Mussels and clams steamed in white wine with baguette for dipping

Iceberg wedge with blue cheese dressing and tomato concasse

Chateaubriand for two with green peppercorn-cognac sauce

Steamed haricot verte (skinny green beans)

Individual purple potato casseroles

Rich chocolate cakes with chocolate velvet ice cream

I have been doing shopping for the past two days and lots of the prep work today:

- Tomato concasse are little tiny cubes of tomato flesh, no skin, no pulp, no seeds.
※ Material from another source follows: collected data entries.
//! Async client for tokio callers.
//!
//! Wraps a shared [`Connection`] and moves each blocking exchange onto the
//! tokio blocking pool. Clones share the connection, so queries from any
//! clone are still serialized.

use std::sync::Arc;

use crate::config::ClientConfig;
use crate::ipc::connection::Connection;
use crate::ipc::locator::{EndpointLocator, WindowLocator};
use crate::ipc::protocol::{SearchRequest, SearchResponse, ServiceVersion};
use crate::ipc::transport::{Transport, WindowTransport};
use crate::{QixError, Result};

/// IPC client for sending search requests to the indexing service.
pub struct IpcClient<L = WindowLocator, T = WindowTransport> {
    connection: Arc<Connection<L, T>>,
    /// Query defaults for [`IpcClient::search`]
    config: ClientConfig,
}

impl IpcClient {
    /// Client for the default service endpoint.
    ///
    /// The endpoint is not looked up until the first request.
    ///
    /// # Errors
    /// Returns `Transport` if the reply window cannot be created.
    pub fn new() -> Result<Self> {
        Self::from_config(&ClientConfig::default())
    }

    /// Client for the endpoint, timeouts and output fields named in `config`.
    pub fn from_config(config: &ClientConfig) -> Result<Self> {
        // Reject unknown field names now rather than on the first search
        config.fields()?;
        let connection = Connection::new(config.locator(), WindowTransport::new()?)
            .with_command_timeout(config.timeout());
        Ok(Self::with_connection(Arc::new(connection)).with_config(config.clone()))
    }
}

impl<L, T> IpcClient<L, T>
where
    L: EndpointLocator + 'static,
    T: Transport + 'static,
{
    /// Client over an existing connection, with default query settings.
    pub fn with_connection(connection: Arc<Connection<L, T>>) -> Self {
        Self {
            connection,
            config: ClientConfig::default(),
        }
    }

    /// Use the query timeout and output fields of `config` for searches.
    pub fn with_config(mut self, config: ClientConfig) -> Self {
        self.config = config;
        self
    }

    pub fn connection(&self) -> &Arc<Connection<L, T>> {
        &self.connection
    }

    /// Search for files matching the query.
    ///
    /// # Arguments
    /// * `query` - Search text in the service's query syntax
    /// * `limit` - Maximum number of results to return
    ///
    /// # Errors
    /// Any error from [`Connection::query`], or `InvalidArgument` for a
    /// request that cannot be built.
    pub async fn search(&self, query: &str, limit: u32) -> Result<SearchResponse> {
        self.search_with_offset(query, limit, 0).await
    }

    /// Search for files with pagination offset.
    ///
    /// # Arguments
    /// * `query` - Search text in the service's query syntax
    /// * `limit` - Maximum number of results to return
    /// * `offset` - Number of results to skip (for pagination)
    ///
    /// Timeout and output fields come from the client's [`ClientConfig`].
    pub async fn search_with_offset(
        &self,
        query: &str,
        limit: u32,
        offset: u32,
    ) -> Result<SearchResponse> {
        let request = self
            .config
            .request_builder(query)?
            .max_count(limit)
            .offset(offset)
            .build()?;
        self.query(request).await
    }

    /// Run a fully specified request.
    pub async fn query(&self, request: SearchRequest) -> Result<SearchResponse> {
        let connection = Arc::clone(&self.connection);
        tokio::task::spawn_blocking(move || connection.query(&request))
            .await
            .map_err(|e| QixError::Transport(format!("Query worker failed: {}", e)))?
    }

    /// Version of the running service.
    pub async fn version(&self) -> Result<ServiceVersion> {
        let connection = Arc::clone(&self.connection);
        tokio::task::spawn_blocking(move || connection.version())
            .await
            .map_err(|e| QixError::Transport(format!("Version worker failed: {}", e)))?
    }

    /// Whether the service has finished loading its database.
    pub async fn is_database_loaded(&self) -> Result<bool> {
        let connection = Arc::clone(&self.connection);
        tokio::task::spawn_blocking(move || connection.is_database_loaded())
            .await
            .map_err(|e| QixError::Transport(format!("Status worker failed: {}", e)))?
    }

    /// Check if the indexing service can be located right now.
    pub fn is_service_available(&self) -> bool {
        self.connection.is_service_available()
    }
}

impl<L, T> Clone for IpcClient<L, T> {
    fn clone(&self) -> Self {
        Self {
            connection: Arc::clone(&self.connection),
            config: self.config.clone(),
        }
    }
}

#[cfg(test)]
mod tests {
    use super::*;
    use std::time::Duration;

    use crate::ipc::codec::ReplyItem;
    use crate::ipc::mock::{MockReply, MockService};
    use crate::ipc::protocol::ResultFields;

    fn mock_client(names: &[&str]) -> (MockService, IpcClient<MockService, MockService>) {
        let service = MockService::with_files(names);
        let connection = Connection::new(service.clone(), service.clone());
        (service, IpcClient::with_connection(Arc::new(connection)))
    }

    #[tokio::test]
    async fn test_search_with_offset() {
        let (_service, client) = mock_client(&["one", "two", "three"]);
        let response = client.search_with_offset("*", 2, 1).await.unwrap();

        let names: Vec<_> = response.records.iter().filter_map(|r| r.name.clone()).collect();
        assert_eq!(names, vec!["two", "three"]);
        assert_eq!(response.total_matches, 3);
    }

    #[tokio::test]
    async fn test_invalid_limit_rejected_before_wire() {
        let (service, client) = mock_client(&["one"]);
        let err = client.search("*", 0).await.unwrap_err();

        assert!(matches!(err, QixError::InvalidArgument(_)));
        assert!(service.events().is_empty());
    }

    #[tokio::test]
    async fn test_service_not_available_when_not_running() {
        let (service, client) = mock_client(&[]);
        service.unregister();
        assert!(!client.is_service_available());
    }

    #[tokio::test]
    async fn test_search_uses_configured_timeout_and_fields() {
        let (service, client) = mock_client(&["slow.txt"]);
        let mut config = ClientConfig::default();
        config.query.timeout_ms = 30;
        config.query.fields = vec!["name".to_string(), "size".to_string()];
        let client = client.with_config(config);

        service.set_handler(|_| {
            MockReply::Delay(
                Duration::from_millis(200),
                Box::new(MockReply::Items { total: 0, items: Vec::new() }),
            )
        });
        let err = client.search("*", 5).await.unwrap_err();
        assert!(matches!(err, QixError::Timeout(d) if d == Duration::from_millis(30)));

        service.set_handler(|frame| MockReply::Items {
            total: 1,
            items: vec![ReplyItem::file("C:\\", frame.text.clone())],
        });
        let response = client.search("fast", 5).await.unwrap();
        assert_eq!(response.echoed.fields, ResultFields::NAME | ResultFields::SIZE);
        assert_eq!(response.records[0].name.as_deref(), Some("fast"));
        assert_eq!(response.records[0].path, None);
    }

    #[tokio::test]
    async fn test_clone_keeps_config() {
        let (_service, client) = mock_client(&["a"]);
        let mut config = ClientConfig::default();
        config.query.fields = vec!["name".to_string()];
        let other = client.with_config(config).clone();

        let response = other.search("*", 1).await.unwrap();
        assert_eq!(response.echoed.fields, ResultFields::NAME);
    }

    #[test]
    fn test_window_client_off_windows() {
        // Only Windows has a window-message transport
        #[cfg(not(windows))]
        assert!(matches!(IpcClient::new(), Err(QixError::Transport(_))));
    }
}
You fillet the tomato much as you skin a fish fillet, taking pieces of the tomato and running a knife between the skin and the flesh with your knife parallel to the board.

- The blue cheese dressing is a recreation of one Dave loves at one of our local restaurants, mayo, sour cream, lemon juice, grated garlic, minced parsley, minced chives, and lots of chunky blue cheese.
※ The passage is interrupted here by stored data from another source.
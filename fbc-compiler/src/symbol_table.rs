//! The process-local symbol table (§3.3).
//!
//! Keys are the uppercase transform of the source name; function-scoped
//! variables use the key `"FUNC.NAME"`. Created during pass 1 of semantic
//! analysis, fixed up once (class parent pointers) at the end of pass 1,
//! mutated only to set `is_used` during pass 2, and read-only thereafter —
//! the same "collect, fix up stable references, then read-only" discipline
//! the teacher's `resolver.rs` uses for word/union registries.

use crate::ast::DataLiteral;
use crate::diagnostics::Location;
use crate::types::TypeDescriptor;
use std::collections::HashMap;

pub fn key(name: &str) -> String {
    name.to_ascii_uppercase()
}

pub fn function_key(func: &str, var: &str) -> String {
    format!("{}.{}", key(func), key(var))
}

#[derive(Debug, Clone, PartialEq, Eq)]
pub enum Scope {
    Global,
    Function(String),
}

#[derive(Debug, Clone)]
pub struct VariableInfo {
    pub name: String,
    pub ty: TypeDescriptor,
    pub declared: bool,
    pub used: bool,
    pub first_use: Location,
    pub scope: Scope,
    pub is_global: bool,
}

#[derive(Debug, Clone)]
pub struct ArrayInfo {
    pub name: String,
    pub element_ty: TypeDescriptor,
    pub dims: Vec<u32>,
    pub declared_at: Location,
    pub element_count: u64,
    pub as_type_name: Option<String>,
}

#[derive(Debug, Clone)]
pub struct ParamInfo {
    pub ty: TypeDescriptor,
    pub by_ref: bool,
}

#[derive(Debug, Clone)]
pub struct FunctionInfo {
    pub name: String,
    pub param_names: Vec<String>,
    pub params: Vec<ParamInfo>,
    pub return_ty: TypeDescriptor,
    pub defined_at: Location,
    /// Body expression for a single-expression function (§3.3).
    pub inline_body: Option<crate::ast::Expr>,
    pub is_sub: bool,
}

#[derive(Debug, Clone)]
pub struct UdtField {
    pub name: String,
    pub ty: TypeDescriptor,
    pub type_name: String,
    pub builtin: bool,
}

/// SIMD arrangement classification for a UDT (§4.2 "SIMD classification").
#[derive(Debug, Clone, Copy, PartialEq, Eq)]
pub enum SimdArrangement {
    V2d,
    V4s,
    V2s,
    V8h,
    V4h,
    V16b,
    V8b,
    V4sPad1,
}

#[derive(Debug, Clone)]
pub struct SimdInfo {
    pub lane_count: u32,
    pub lane_bit_width: u32,
    pub is_float: bool,
    pub physical_lanes: u32,
    pub total_bytes: u32,
    pub is_padded: bool,
    pub arrangement: SimdArrangement,
}

#[derive(Debug, Clone)]
pub struct UdtInfo {
    pub name: String,
    pub id: i32,
    pub fields: Vec<UdtField>,
    pub simd: Option<SimdInfo>,
}

#[derive(Debug, Clone)]
pub struct ClassField {
    pub name: String,
    pub ty: TypeDescriptor,
    pub offset: u32,
    pub inherited: bool,
}

#[derive(Debug, Clone)]
pub struct ClassMethod {
    pub name: String,
    pub mangled_name: String,
    pub vtable_slot: u32,
    pub is_override: bool,
    pub origin_class: String,
    pub params: Vec<ParamInfo>,
    pub return_ty: TypeDescriptor,
}

pub const CLASS_HEADER_SIZE: u32 = 16;

#[derive(Debug, Clone)]
pub struct ClassInfo {
    pub name: String,
    pub id: i32,
    pub parent_name: Option<String>,
    /// Resolved during the pass-1 fix-up (§3.3 "Lifecycle", §9 "Class
    /// parent back-references"). `None` until fix-up runs, `Some` even for
    /// classes with no parent is never used — absence of a parent is
    /// `parent_name: None`.
    pub parent_id: Option<i32>,
    pub object_size: u32,
    pub fields: Vec<ClassField>,
    pub methods: Vec<ClassMethod>,
    pub has_constructor: bool,
    pub constructor_mangled: Option<String>,
    pub constructor_params: Vec<ParamInfo>,
    pub has_destructor: bool,
    pub destructor_mangled: Option<String>,
}
//! Text and DOT renderings of a [`FunctionCfg`], gated behind
//! `codegen.emit_cfg_dot` / used by the `fbc --dump-cfg` CLI flag.

use super::{EdgeKind, FunctionCfg, Terminator};
use std::fmt::Write as _;

pub fn to_text(cfg: &FunctionCfg) -> String {
    let mut out = String::new();
    let _ = writeln!(out, "function {} (entry bb{})", cfg.name, cfg.entry);
    for block in &cfg.blocks {
        let _ = writeln!(out, "bb{}:", block.id);
        for stmt in &block.stmts {
            let _ = writeln!(out, "    {}", describe_stmt(&stmt.kind));
        }
        let _ = writeln!(out, "    {}", describe_terminator(&block.terminator));
    }
    out
}

pub fn to_dot(cfg: &FunctionCfg) -> String {
    let mut out = String::new();
    let _ = writeln!(out, "digraph \"{}\" {{", cfg.name);
    for block in &cfg.blocks {
        let _ = writeln!(
            out,
            "  bb{} [label=\"bb{}\\n{} stmt(s)\"];",
            block.id,
            block.id,
            block.stmts.len()
        );
    }
    for edge in &cfg.edges {
        let style = match edge.kind {
            EdgeKind::True => " [label=\"true\"]",
            EdgeKind::False => " [label=\"false\"]",
            EdgeKind::Switch => " [label=\"case\"]",
            EdgeKind::Call => " [label=\"call\"]",
            EdgeKind::Return => " [style=dashed]",
            EdgeKind::Exception => " [style=dotted,label=\"catch\"]",
            EdgeKind::Fallthrough | EdgeKind::Jump => "",
        };
        let _ = writeln!(out, "  bb{} -> bb{}{};", edge.from, edge.to, style);
    }
    let _ = writeln!(out, "}}");
    out
}

fn describe_stmt(kind: &crate::ast::StmtKind) -> String {
    format!("{:?}", kind)
}

fn describe_terminator(term: &Terminator) -> String {
    match term {
        Terminator::Fallthrough(to) => format!("goto bb{}", to),
        Terminator::Branch { then_block, else_block, .. } => {
            format!("branch then=bb{} else=bb{}", then_block, else_block)
        }
        Terminator::Switch { targets, default, .. } => {
            format!("switch {:?} default=bb{}", targets, default)
        }
        Terminator::Jump(to) => format!("jump bb{}", to),
        Terminator::Call { target, return_to } => {
            format!("call bb{} return_to=bb{}", target, return_to)
        }
        Terminator::Return => "return".to_string(),
        Terminator::End => "end".to_string(),
        Terminator::Exit => "exit".to_string(),
    }
}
- Tonight I will “butcher” the meat. I bought a whole tenderloin as the price has dropped to $8/lb, and there is so little waste. For $50 I will get at least ten portions of meat for us, including trimming I can grind up for luxe hamburgers. We were watching an old rerun of “Julia and Jacques Cooking at Home” and they were doing beef dishes. Jacques took the “head” of the tenderloin, wrapped a towel around it, and beat it with a pan to make the thickness even. Dave wants us to do that.

- I also still need to make the cooked part of the ice cream base tonight that blends semi-sweet chocolate, cocoa, and milk; tomorrow I will beat eggs and sugar with cream and blend both parts together. Have to do that in the morning. The ice cream will take about an hour in the machine then it needs six hours in the freezer to firm up.

- The cake is one that I’ve been making for years, it uses a dark chocolate mix but you don’t fix it according to the package. You add sour cream, oil, chocolate chips, and walnuts to it. It is usually baked in a Bundt pan but I am going to cook it in 8–oz Pyrex dishes. Only after making it for a dozen years or so did I see the recipe printed somewhere else, it was called (no kidding) Chocolate “Better than Sex” cake.

- I’ve picked out a Champagne to go with the first course and a Chateneauf-du-Pape we brought back from France for the main course.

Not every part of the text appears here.